That said, contributors do have the right to make money on plugins built for the Drizzle server, and Rackspace, while not having expressed any interest to yours truly in doing so, has the right like any other Drizzle contributor, to make money on plugins its contributors create for Drizzle.

It is my knowledge (after actually having talked to Rackspace managers and decision makers), that Rackspace is not interested in getting into the business of selling commercial Drizzle plugins. Their core direction is to create value for their customers, and I fail to see how getting into the commercial software sales business meets that goal.

Next time, please feel free to contact myself or any other Drizzle contributor to get the low-down on Drizzle-related stuff. We’ll be nice. I promise.

Describing Drizzle’s Development Process

Yesterday, I was working on a survey that Selena Deckelmann put together for open source databases. She will be presenting the results at Linux.conf.au this month.

One of the questions on the survey was this:

How would you describe your development process?

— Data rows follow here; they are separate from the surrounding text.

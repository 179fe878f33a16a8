//! Turn Events
//!
//! Events generated during turn resolution, in resolution order. Two
//! identical simulations produce identical event lists, so the list doubles
//! as a diagnostic trace and a replay check.

use serde::{Serialize, Deserialize};

use crate::core::hex::Coord;
use crate::game::entity::Side;
use crate::game::observer::TurnObserver;

/// Resolution phase of a turn, in execution order.
#[derive(Clone, Copy, Debug, PartialEq, Eq, PartialOrd, Ord, Hash, Serialize, Deserialize)]
#[repr(u8)]
pub enum TurnPhase {
    /// Cannonballs count down; landed ones queue explosions
    Projectiles = 0,
    /// Every ship loses rum
    Attrition = 1,
    /// Turn-initial health recorded
    Snapshot = 2,
    /// Cooldowns, speed changes, turns staged, mines laid, cannons fired
    Actions = 3,
    /// Forward micro-steps with collision rollback
    Movement = 4,
    /// Heading changes with collision rollback
    Rotation = 5,
    /// Queued explosions land
    Explosions = 6,
    /// Sunk ships removed, reward barrels dropped
    Cleanup = 7,
}

impl TurnPhase {
    /// Every phase, in execution order.
    pub const ALL: [TurnPhase; 8] = [
        TurnPhase::Projectiles,
        TurnPhase::Attrition,
        TurnPhase::Snapshot,
        TurnPhase::Actions,
        TurnPhase::Movement,
        TurnPhase::Rotation,
        TurnPhase::Explosions,
        TurnPhase::Cleanup,
    ];

    /// Get string name.
    pub fn as_str(self) -> &'static str {
        match self {
            TurnPhase::Projectiles => "projectiles",
            TurnPhase::Attrition => "attrition",
            TurnPhase::Snapshot => "snapshot",
            TurnPhase::Actions => "actions",
            TurnPhase::Movement => "movement",
            TurnPhase::Rotation => "rotation",
            TurnPhase::Explosions => "explosions",
            TurnPhase::Cleanup => "cleanup",
        }
    }
}

/// What stopped a ship.
#[derive(Clone, Copy, Debug, PartialEq, Eq, Serialize, Deserialize)]
pub enum Obstacle {
    /// Another ship's staged hull
    Ship,
    /// The edge of the map
    MapEdge,
}

/// Source of hull damage.
#[derive(Clone, Copy, Debug, PartialEq, Eq, Serialize, Deserialize)]
pub enum DamageCause {
    /// Cannonball on bow or stern
    CannonGlancing,
    /// Cannonball on the center cell
    CannonDirect,
    /// Sitting on an exploding mine
    Mine,
    /// Next to an exploding mine
    MineSplash,
}

/// What a landing cannonball hit.
#[derive(Clone, Copy, Debug, PartialEq, Eq, Serialize, Deserialize)]
pub enum ImpactOutcome {
    /// A ship took the hit
    Ship(u32),
    /// A mine was set off
    Mine,
    /// A barrel was destroyed
    Barrel,
    /// Open water
    Splash,
}

/// Game event data.
#[derive(Clone, Debug, PartialEq, Eq, Serialize, Deserialize)]
pub enum GameEventData {
    /// A cannonball was launched
    CannonFired {
        ship_id: u32,
        target: Coord,
        flight_turns: u32,
    },

    /// A mine was dropped behind a ship
    MineLaid {
        ship_id: u32,
        position: Coord,
    },

    /// A ship was stopped and rolled back
    ShipCollided {
        ship_id: u32,
        obstacle: Obstacle,
    },

    /// A ship picked up a barrel
    BarrelCollected {
        ship_id: u32,
        position: Coord,
        value: u32,
        new_health: u32,
    },

    /// A mine went off
    MineTriggered {
        position: Coord,
        forced: bool,
        victim: Option<u32>,
    },

    /// A ship lost rum to a weapon
    ShipDamaged {
        ship_id: u32,
        amount: u32,
        cause: DamageCause,
        new_health: u32,
    },

    /// A cannonball landed
    CannonBallExploded {
        position: Coord,
        outcome: ImpactOutcome,
    },

    /// A ship ran out of rum and was removed
    ShipSunk {
        ship_id: u32,
        side: Side,
        position: Coord,
        reward: Option<u32>,
    },

    /// A fleet has no ships left
    GameOver {
        winner: Option<Side>,
    },
}

/// A game event with timing.
#[derive(Clone, Debug, PartialEq, Eq, Serialize, Deserialize)]
pub struct GameEvent {
    /// Turn being resolved (the turn counter before it advances)
    pub turn: u32,

    /// Phase that produced the event
    pub phase: TurnPhase,

    /// Event data
    pub data: GameEventData,
}

impl GameEvent {
    /// Create a new event.
    pub fn new(turn: u32, phase: TurnPhase, data: GameEventData) -> Self {
        Self { turn, phase, data }
    }

    /// Ship the event is about, if any.
    pub fn ship_id(&self) -> Option<u32> {
        match &self.data {
            GameEventData::CannonFired { ship_id, .. }
            | GameEventData::MineLaid { ship_id, .. }
            | GameEventData::ShipCollided { ship_id, .. }
            | GameEventData::BarrelCollected { ship_id, .. }
            | GameEventData::ShipDamaged { ship_id, .. }
            | GameEventData::ShipSunk { ship_id, .. } => Some(*ship_id),
            GameEventData::MineTriggered { victim, .. } => *victim,
            GameEventData::CannonBallExploded { outcome: ImpactOutcome::Ship(id), .. } => Some(*id),
            _ => None,
        }
    }

    /// Check if this event ends the battle.
    pub fn is_game_over(&self) -> bool {
        matches!(self.data, GameEventData::GameOver { .. })
    }
}

// =============================================================================
// EVENT SINK
// =============================================================================

/// Collects a turn's events and forwards each one to the observer.
pub struct EventSink<'a> {
    turn: u32,
    phase: TurnPhase,
    events: Vec<GameEvent>,
    observer: &'a mut dyn TurnObserver,
}

impl<'a> EventSink<'a> {
    /// Create a sink for `turn`.
    pub fn new(turn: u32, observer: &'a mut dyn TurnObserver) -> Self {
        Self {
            turn,
            phase: TurnPhase::Projectiles,
            events: Vec::new(),
            observer,
        }
    }

    /// Enter a new phase.
    pub fn begin_phase(&mut self, phase: TurnPhase) {
        self.phase = phase;
        self.observer.phase_started(self.turn, phase);
    }

    /// Current phase.
    pub fn phase(&self) -> TurnPhase {
        self.phase
    }

    /// Record an event.
    pub fn emit(&mut self, data: GameEventData) {
        let event = GameEvent::new(self.turn, self.phase, data);
        self.observer.event(&event);
        self.events.push(event);
    }

    /// Give the observer back along with the collected events.
    pub fn finish(self) -> (Vec<GameEvent>, &'a mut dyn TurnObserver) {
        (self.events, self.observer)
    }
}

// =============================================================================
// TESTS
// =============================================================================
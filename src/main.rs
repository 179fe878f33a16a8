//! Broadside Battle Simulator
//!
//! Plays a seeded demo battle, records its transcript and verifies it by
//! re-simulation. Set `RUST_LOG=broadside=debug` for per-turn summaries.

use anyhow::{bail, Context, Result};
use tracing::info;
use tracing_subscriber::EnvFilter;

use broadside::{
    replay_turns, verify_transcript, Action, BattleTranscript, Coord, DeterministicRng, GameEvent,
    GameEventData, RumBarrel, Ship, ShipOrder, Side, TracingObserver, TurnObserver, TurnOrders,
    TurnPhase, World, VERSION,
};

/// Seed for the order picker.
const DEMO_SEED: u64 = 12345;

/// Turn limit for the demo battle.
const MAX_TURNS: u32 = 200;

/// Chance (percent) that a ship fires instead of manoeuvring.
const FIRE_CHANCE: u32 = 30;

/// Actions a ship picks from when not firing.
const MANOEUVRES: [Action; 6] = [
    Action::Wait,
    Action::Faster,
    Action::Slower,
    Action::Port,
    Action::Starboard,
    Action::Mine,
];

fn main() -> Result<()> {
    // Initialize logging
    let filter = EnvFilter::try_from_default_env().unwrap_or_else(|_| EnvFilter::new("info"));
    tracing_subscriber::fmt().with_env_filter(filter).init();

    info!("Broadside Engine v{}", VERSION);
    demo_battle()
}

/// Observer for the demo: tracing hooks plus a few headline events.
#[derive(Default)]
struct BattleLog {
    tracer: TracingObserver,
    shots: usize,
    sunk: usize,
}

impl TurnObserver for BattleLog {
    fn turn_started(&mut self, turn: u32, world: &World) {
        self.tracer.turn_started(turn, world);
    }

    fn phase_started(&mut self, turn: u32, phase: TurnPhase) {
        self.tracer.phase_started(turn, phase);
    }

    fn event(&mut self, event: &GameEvent) {
        self.tracer.event(event);
        match &event.data {
            GameEventData::CannonFired { .. } => self.shots += 1,
            GameEventData::ShipSunk { ship_id, side, position, reward } => {
                self.sunk += 1;
                info!(
                    "Turn {}: {} ship {} sunk at {} (reward {:?})",
                    event.turn, side, ship_id, position, reward
                );
            }
            GameEventData::GameOver { winner } => {
                info!("Turn {}: battle over, winner {:?}", event.turn, winner);
            }
            _ => {}
        }
    }

    fn turn_finished(&mut self, world: &World, events: &[GameEvent]) {
        self.tracer.turn_finished(world, events);
    }
}

/// Two fleets of three facing each other across the map.
fn demo_world() -> World {
    let allies = vec![
        Ship::new(0, Coord::new(3, 4), 0, Side::Ally),
        Ship::new(2, Coord::new(3, 10), 0, Side::Ally),
        Ship::new(4, Coord::new(3, 16), 0, Side::Ally),
    ];
    let enemies = vec![
        Ship::new(1, Coord::new(19, 4), 3, Side::Enemy),
        Ship::new(3, Coord::new(19, 10), 3, Side::Enemy),
        Ship::new(5, Coord::new(19, 16), 3, Side::Enemy),
    ];
    let barrels = vec![
        RumBarrel::new(Coord::new(11, 7), 15),
        RumBarrel::new(Coord::new(11, 13), 15),
        RumBarrel::new(Coord::new(11, 10), 20),
    ];

    World::new(allies.len(), barrels, vec![], vec![], allies, enemies)
}

/// Pick one order per ship: fire near the closest enemy or manoeuvre.
fn pick_orders(rng: &mut DeterministicRng, fleet: &[Ship], foes: &[Ship]) -> Vec<ShipOrder> {
    fleet
        .iter()
        .map(|ship| {
            let closest = foes.iter().min_by_key(|foe| ship.pos.distance_to(foe.pos));
            match closest {
                Some(foe) if rng.chance(FIRE_CHANCE) => {
                    ShipOrder::fire(rng.random_coord_near(foe.pos, 1))
                }
                _ => ShipOrder::new(rng.choose(&MANOEUVRES).copied().unwrap_or_default()),
            }
        })
        .collect()
}

/// Run the demo battle and verify its transcript.
fn demo_battle() -> Result<()> {
    info!("=== Starting Demo Battle ===");

    let initial = demo_world();
    let mut world = initial.copy();
    let mut rng = DeterministicRng::new(DEMO_SEED);
    let mut transcript = BattleTranscript::new(&world);
    let mut log = BattleLog::default();

    info!("RNG Seed: {}", DEMO_SEED);
    info!("Initial State Hash: {}", hex::encode(world.state_hash()));

    while world.turn() < MAX_TURNS {
        world.prepare();
        let orders = TurnOrders::new(
            pick_orders(&mut rng, world.my_ships(), world.enemy_ships()),
            pick_orders(&mut rng, world.enemy_ships(), world.my_ships()),
        );
        world
            .set_actions(Side::Ally, &orders.ally)
            .context("staging ally orders")?;
        world
            .set_actions(Side::Enemy, &orders.enemy)
            .context("staging enemy orders")?;

        let result = world.update_observed(&mut log);
        transcript.record_turn(orders, &world);

        match result {
            Ok(_) => {}
            Err(e) if e.is_game_over() => break,
            Err(e) => return Err(e).context(format!("resolving turn {}", world.turn())),
        }

        if world.turn() % 25 == 0 {
            info!(
                "Turn {}: {} allies, {} enemies, {} mines, {} barrels",
                world.turn(),
                world.my_ships().len(),
                world.enemy_ships().len(),
                world.mines().len(),
                world.barrels().len()
            );
        }
    }

    transcript.finish(&world);

    // Print final results
    info!("=== Battle Results ===");
    info!("Turns played: {}", world.turn());
    info!("Winner: {:?}", world.winner());
    info!("Shots fired: {}, ships sunk: {}", log.shots, log.sunk);
    for ship in world.ships() {
        info!(
            "{} ship {} at {} heading {} speed {} health {}",
            ship.owner, ship.id, ship.pos, ship.orientation, ship.speed, ship.health
        );
    }
    let hash = world.state_hash();
    info!("Final State Hash: {}", hex::encode(hash));

    // Verify determinism by replaying
    info!("=== Verifying Determinism ===");
    let bytes = transcript.to_bytes().context("encoding transcript")?;
    info!("Transcript: {} turns, {} bytes", transcript.turn_count(), bytes.len());

    let decoded = BattleTranscript::from_bytes(&bytes).context("decoding transcript")?;
    let verification = verify_transcript(&decoded);
    if let Some(error) = verification.error {
        bail!("transcript verification failed: {}", error);
    }
    info!("Transcript verified: {} checkpoints", verification.turns_checked);

    let orders: Vec<TurnOrders> = decoded.turns.into_iter().map(|t| t.orders).collect();
    let replay = replay_turns(initial, &orders).context("replaying orders")?;
    let replay_hash = replay.world.state_hash();
    info!("Replay State Hash: {}", hex::encode(replay_hash));

    if hash == replay_hash {
        info!("DETERMINISM VERIFIED: Hashes match!");
        Ok(())
    } else {
        bail!("DETERMINISM FAILURE: Hashes differ!")
    }
}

followed by these answer choices:

  • Individuals request features
  • Large/small group empowered to make decisions
  • Benevolent dictator
  • Other, please specify:____________

I thought a bit about the question and then answered the following in the “Other, please specify:” area:

Bit of a mix between all three above.

The more I think about it, the more I really do feel that Drizzle’s development process is indeed a mixture of individuals, groups, and a Benevolent dictator. And I think it works pretty well. :) Here’s some of the reasons why I believe our development process is effective in enabling contributions by being a mix of the above three styles.

Who’s the Benevolent Dictator of Drizzle?

First, let me get the BDFL question out of the way. We’ve made a big deal in the Drizzle community and mailing lists that anyone and everyone is encouraged to participate in the development process — so why would I say that Drizzle has a benevolent dictator?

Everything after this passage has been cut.